Never afraid, never brave and never alone
Yet even without me, they will have an amazing summer. Since everyone that is preparing now for the teenagers to come is talented and simply beautiful. Back in January I seriously considered giving up the opportunity of becoming trainee PGA with ZOA Uganda in order to be able to go back to that safe world called Camp Rising Sun. Simply because I was scared of the unknown. I wanted to go for the safer option. But yesterday in the car I heard an old song from Barlowgirl. It’s called Never Alone. I loved it as a teenager and could sing the whole thing along. It has an awesome rocky part to it. But basically, it speaks about those bad days that I wrote about today. When you don’t feel intimacy.

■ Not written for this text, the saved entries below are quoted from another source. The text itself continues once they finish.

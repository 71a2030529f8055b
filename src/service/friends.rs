//! Friend-request workflow
//!
//! The send path validates synchronously and publishes an event; the
//! pending record is materialized by the consumer, which re-runs the checks
//! so retries and races cannot create duplicates. Accept and reject are
//! transactional.

use std::sync::Arc;

use chrono::Utc;
use sqlx::PgPool;

use crate::bus::Publisher;
use crate::error::{AppError, Result};
use crate::models::{
    FriendRequest, FriendRequestStatus, FriendRequestWithRequester, UserBasicInfo,
};
use crate::repo;
use crate::wire::FriendRequestEvent;

/// Validate and enqueue a friend request.
pub async fn send_request(
    pool: &PgPool,
    publisher: &Arc<dyn Publisher>,
    topic: &str,
    requester_id: i64,
    recipient_id: i64,
) -> Result<()> {
    if requester_id == recipient_id {
        return Err(AppError::Input("cannot befriend yourself".to_string()));
    }

    if !repo::users::exists(pool, recipient_id).await? {
        return Err(AppError::NotFound(format!("user {recipient_id} not found")));
    }

    if repo::friendships::are_friends(pool, requester_id, recipient_id).await? {
        return Err(AppError::Conflict("already friends".to_string()));
    }

    if repo::friend_requests::find_pending_between(pool, requester_id, recipient_id)
        .await?
        .is_some()
    {
        return Err(AppError::Conflict(
            "friend request already pending".to_string(),
        ));
    }

    let event = FriendRequestEvent {
        requester_user_id: requester_id,
        recipient_user_id: recipient_id,
        timestamp: Utc::now(),
    };
    let payload = serde_json::to_vec(&event)
        .map_err(|e| AppError::Internal(format!("serializing friend request event: {e}")))?;
    publisher
        .publish(topic, event.key().as_bytes(), &payload)
        .await?;

    tracing::info!(requester_id, recipient_id, "friend request event published");
    Ok(())
}

/// Consumer handler: materialize the pending record exactly once.
///
/// Returns `Ok` for success and for permanently bad events; `Err` only for
/// transient store failures, leaving the offset uncommitted for retry.
pub async fn process_event(pool: &PgPool, payload: &[u8]) -> Result<()> {
    let event: FriendRequestEvent = match serde_json::from_slice(payload) {
        Ok(event) => event,
        Err(e) => {
            tracing::warn!(error = %e, "skipping undecodable friend request event");
            return Ok(());
        }
    };

    // Re-run the send-path checks; the event may be a retry or may have been
    // overtaken by an accept in the other direction.
    if repo::friendships::are_friends(pool, event.requester_user_id, event.recipient_user_id)
        .await?
    {
        tracing::debug!(
            requester = event.requester_user_id,
            recipient = event.recipient_user_id,
            "already friends, skipping request creation"
        );
        return Ok(());
    }

    if repo::friend_requests::find_pending_between(
        pool,
        event.requester_user_id,
        event.recipient_user_id,
    )
    .await?
    .is_some()
    {
        tracing::debug!(
            requester = event.requester_user_id,
            recipient = event.recipient_user_id,
            "pending request already exists, skipping"
        );
        return Ok(());
    }

    match repo::friend_requests::insert_pending(
        pool,
        event.requester_user_id,
        event.recipient_user_id,
        None,
    )
    .await
    {
        Ok(request) => {
            tracing::info!(request_id = request.id, "friend request created");
            Ok(())
        }
        // A concurrent consumer won the partial-unique race; the record
        // exists, which is what we wanted.
        Err(AppError::Database(sqlx::Error::Database(e)))
            if e.constraint() == Some("friend_requests_pending_pair_key") =>
        {
            Ok(())
        }
        Err(e) => Err(e),
    }
}

/// Accept a pending request: recipient-only, transactional, idempotent when
/// the friendship already exists.
pub async fn accept(pool: &PgPool, recipient_id: i64, request_id: i64) -> Result<FriendRequest> {
    let mut tx = pool.begin().await?;

    let request = repo::friend_requests::get_by_id_for_update(&mut *tx, request_id)
        .await?
        .ok_or_else(|| AppError::NotFound("friend request not found".to_string()))?;

    if request.recipient_id != recipient_id {
        return Err(AppError::Forbidden(
            "only the recipient can accept a friend request".to_string(),
        ));
    }
    if request.status != FriendRequestStatus::Pending {
        return Err(AppError::Conflict(format!(
            "friend request is already {}",
            request.status.as_str()
        )));
    }

    let already_friends =
        repo::friendships::are_friends(&mut *tx, request.requester_id, request.recipient_id)
            .await?;

    repo::friend_requests::update_status(&mut *tx, request_id, FriendRequestStatus::Accepted)
        .await?;

    if !already_friends {
        repo::friendships::insert(&mut *tx, request.requester_id, request.recipient_id).await?;
    }

    tx.commit().await?;
    tracing::info!(request_id, requester = request.requester_id, recipient = request.recipient_id, "friend request accepted");

    Ok(FriendRequest {
        status: FriendRequestStatus::Accepted,
        ..request
    })
}

/// Reject a pending request: recipient-only; no friendship row is created.
pub async fn reject(pool: &PgPool, recipient_id: i64, request_id: i64) -> Result<FriendRequest> {
    let mut tx = pool.begin().await?;

    let request = repo::friend_requests::get_by_id_for_update(&mut *tx, request_id)
        .await?
        .ok_or_else(|| AppError::NotFound("friend request not found".to_string()))?;

    if request.recipient_id != recipient_id {
        return Err(AppError::Forbidden(
            "only the recipient can reject a friend request".to_string(),
        ));
    }
    if request.status != FriendRequestStatus::Pending {
        return Err(AppError::Conflict(format!(
            "friend request is already {}",
            request.status.as_str()
        )));
    }

    repo::friend_requests::update_status(&mut *tx, request_id, FriendRequestStatus::Rejected)
        .await?;
    tx.commit().await?;

    Ok(FriendRequest {
        status: FriendRequestStatus::Rejected,
        ..request
    })
}

/// Pending requests addressed to the user, enriched with requester profiles.
pub async fn list_pending(
    pool: &PgPool,
    user_id: i64,
) -> Result<Vec<FriendRequestWithRequester>> {
    let requests = repo::friend_requests::list_pending_for(pool, user_id).await?;

    let mut enriched = Vec::with_capacity(requests.len());
    for request in requests {
        let Some(requester) = repo::users::get_basic_info(pool, request.requester_id).await? else {
            tracing::warn!(
                request_id = request.id,
                requester_id = request.requester_id,
                "pending request from missing user, skipping"
            );
            continue;
        };
        enriched.push(FriendRequestWithRequester { request, requester });
    }
    Ok(enriched)
}

pub async fn list_friends(pool: &PgPool, user_id: i64) -> Result<Vec<UserBasicInfo>> {
    let ids = repo::friendships::friend_ids_of(pool, user_id).await?;
    if ids.is_empty() {
        return Ok(Vec::new());
    }
    repo::users::get_many_basic_info(pool, &ids).await
}
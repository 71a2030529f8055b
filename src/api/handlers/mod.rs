//! HTTP handlers

pub mod auth;
pub mod conversations;
pub mod friends;
pub mod groups;
pub mod upload;
pub mod users;
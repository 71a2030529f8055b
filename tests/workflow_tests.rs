//! End-to-end workflow tests against a live Postgres
//!
//! These drive the resolver, the message pipeline (with an in-memory log
//! sink) and the friend-request workflow through their real SQL. Each test
//! skips itself when `DATABASE_URL` is not set.

mod common;

use std::sync::Arc;

use chrono::Utc;

use common::mock_bus::MockPublisher;
use ripple::bus::Publisher;
use ripple::models::{ConversationKind, FriendRequestStatus, GroupRole, JoinPolicy};
use ripple::service::messages::MessagePipeline;
use ripple::service::{conversations, friends, groups};
use ripple::wire::{FriendRequestEvent, InboundRecord, OutboundEnvelope};

const OUTBOUND: &str = "test-outbound";
const FRIEND_TOPIC: &str = "test-friend-requests";

fn inbound_text(sender: i64, receiver: i64, content: &str) -> Vec<u8> {
    serde_json::to_vec(&InboundRecord {
        id: Some(uuid::Uuid::new_v4().to_string()),
        kind: ripple::models::MessageKind::Text,
        content: content.to_string(),
        sender_id: sender.to_string(),
        receiver_id: receiver.to_string(),
        conversation_id: None,
        timestamp: Utc::now(),
        file_name: None,
        file_size: None,
    })
    .unwrap()
}

#[tokio::test]
async fn undecodable_records_are_skipped_not_retried() {
    // No live database needed: a record that fails to decode is swallowed
    // before any query runs, so the consumer can commit and move on.
    let pool = sqlx::postgres::PgPoolOptions::new()
        .connect_lazy("postgres://postgres@localhost/unused")
        .unwrap();
    let publisher = Arc::new(MockPublisher::new());
    let pipeline = MessagePipeline::new(pool.clone(), publisher.clone(), OUTBOUND.to_string());

    assert!(pipeline.process(b"not json at all").await.is_ok());
    assert!(friends::process_event(&pool, b"{\"broken\":").await.is_ok());
    assert!(publisher.records().is_empty());
}

#[tokio::test]
async fn private_send_creates_conversation_and_fans_out() {
    let Some(pool) = common::test_pool().await else {
        eprintln!("skipping: DATABASE_URL not set");
        return;
    };
    let sender = common::create_user(&pool, "sender").await;
    let receiver = common::create_user(&pool, "receiver").await;

    let publisher = Arc::new(MockPublisher::new());
    let pipeline = MessagePipeline::new(
        pool.clone(),
        publisher.clone(),
        OUTBOUND.to_string(),
    );

    pipeline
        .process(&inbound_text(sender, receiver, "hi"))
        .await
        .expect("pipeline should succeed");

    // Conversation exists with exactly the two participants.
    let conversation = ripple::repo::conversations::find_private_between(
        &pool,
        sender.min(receiver),
        sender.max(receiver),
    )
    .await
    .unwrap()
    .expect("conversation created");
    assert_eq!(conversation.kind, ConversationKind::Private);
    assert_eq!(conversation.target_id, None);

    let participants = ripple::repo::conversations::participants_of(&pool, conversation.id)
        .await
        .unwrap();
    assert_eq!(participants.len(), 2);

    // The tail pointer references the persisted message.
    let refreshed = ripple::repo::conversations::get_by_id(&pool, conversation.id)
        .await
        .unwrap()
        .unwrap();
    let last_message_id = refreshed.last_message_id.expect("tail advanced");
    let message = ripple::repo::messages::get_by_id(&pool, last_message_id)
        .await
        .unwrap()
        .expect("message persisted");
    assert_eq!(message.conversation_id, conversation.id);
    assert_eq!(message.content, "hi");

    // Exactly one outbound record, keyed and addressed to the receiver.
    let outbound = publisher.records_for(OUTBOUND);
    assert_eq!(outbound.len(), 1);
    assert_eq!(outbound[0].key, receiver.to_string());
    let envelope: OutboundEnvelope = serde_json::from_slice(&outbound[0].payload).unwrap();
    assert_eq!(envelope.sender_id, sender.to_string());
    assert_eq!(envelope.receiver_id, receiver.to_string());
    assert_eq!(envelope.conversation_id, conversation.id.to_string());
    assert_eq!(envelope.content, "hi");
}

#[tokio::test]
async fn pipeline_retry_with_same_client_id_is_deduplicated() {
    let Some(pool) = common::test_pool().await else {
        eprintln!("skipping: DATABASE_URL not set");
        return;
    };
    let sender = common::create_user(&pool, "dedup-sender").await;
    let receiver = common::create_user(&pool, "dedup-receiver").await;

    let publisher = Arc::new(MockPublisher::new());
    let pipeline = MessagePipeline::new(
        pool.clone(),
        publisher.clone(),
        OUTBOUND.to_string(),
    );

    let payload = inbound_text(sender, receiver, "only once");
    pipeline.process(&payload).await.unwrap();
    pipeline.process(&payload).await.unwrap();

    let conversation = ripple::repo::conversations::find_private_between(
        &pool,
        sender.min(receiver),
        sender.max(receiver),
    )
    .await
    .unwrap()
    .unwrap();
    let messages =
        ripple::repo::messages::list_for_conversation(&pool, conversation.id, 10, 0)
            .await
            .unwrap();
    assert_eq!(messages.len(), 1, "retry must not duplicate the message");
}
//! Registration and login

use sqlx::PgPool;

use crate::auth::{hash_password, issue_token, verify_password};
use crate::config::AuthConfig;
use crate::error::{AppError, Result};
use crate::models::User;
use crate::repo;

pub async fn register(
    pool: &PgPool,
    username: &str,
    nickname: &str,
    email: Option<&str>,
    password: &str,
) -> Result<User> {
    let username = username.trim();
    if username.is_empty() || password.is_empty() {
        return Err(AppError::Input(
            "username and password are required".to_string(),
        ));
    }

    if repo::users::get_by_username(pool, username).await?.is_some() {
        return Err(AppError::Conflict("username already taken".to_string()));
    }
    if let Some(email) = email {
        if repo::users::get_by_email(pool, email).await?.is_some() {
            return Err(AppError::Conflict("email already registered".to_string()));
        }
    }

    let password_hash = hash_password(password)?;
    let nickname = if nickname.trim().is_empty() {
        username
    } else {
        nickname.trim()
    };
    let user = repo::users::create(pool, username, email, &password_hash, nickname).await?;
    tracing::info!(user_id = user.id, "user registered");
    Ok(user)
}

/// Login by username or email; a valid password yields a token with a fresh
/// session id.
pub async fn login(
    pool: &PgPool,
    cfg: &AuthConfig,
    username_or_email: &str,
    password: &str,
) -> Result<(String, User)> {
    let user = match repo::users::get_by_username(pool, username_or_email).await? {
        Some(user) => user,
        None => repo::users::get_by_email(pool, username_or_email)
            .await?
            .ok_or(AppError::Unauthorized)?,
    };

    if !verify_password(password, &user.password_hash) {
        return Err(AppError::Unauthorized);
    }

    let token = issue_token(user.id, &user.username, cfg)?;
    Ok((token, user))
}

Yet you trust that you are not alone.
Yet you trust that you are not alone. And I find committing to that trust freaking scary. But I still do. Because like Astrid Lindgren said: ” If you’re never afraid, you will never be brave.” And if you are never brave, you will lock up your heart in a box. Keep it safe from being broken, but you will never truly know what it is to be loved and worthy.
My week is almost over. Just a couple minutes left. I can hardly keep my eyes open. Yet I am happy that I took the time to trust these words to my online sheet of paper. Sleep well, lovely people out there. And just in case, no one has told you yet today: You too are loved and worthy.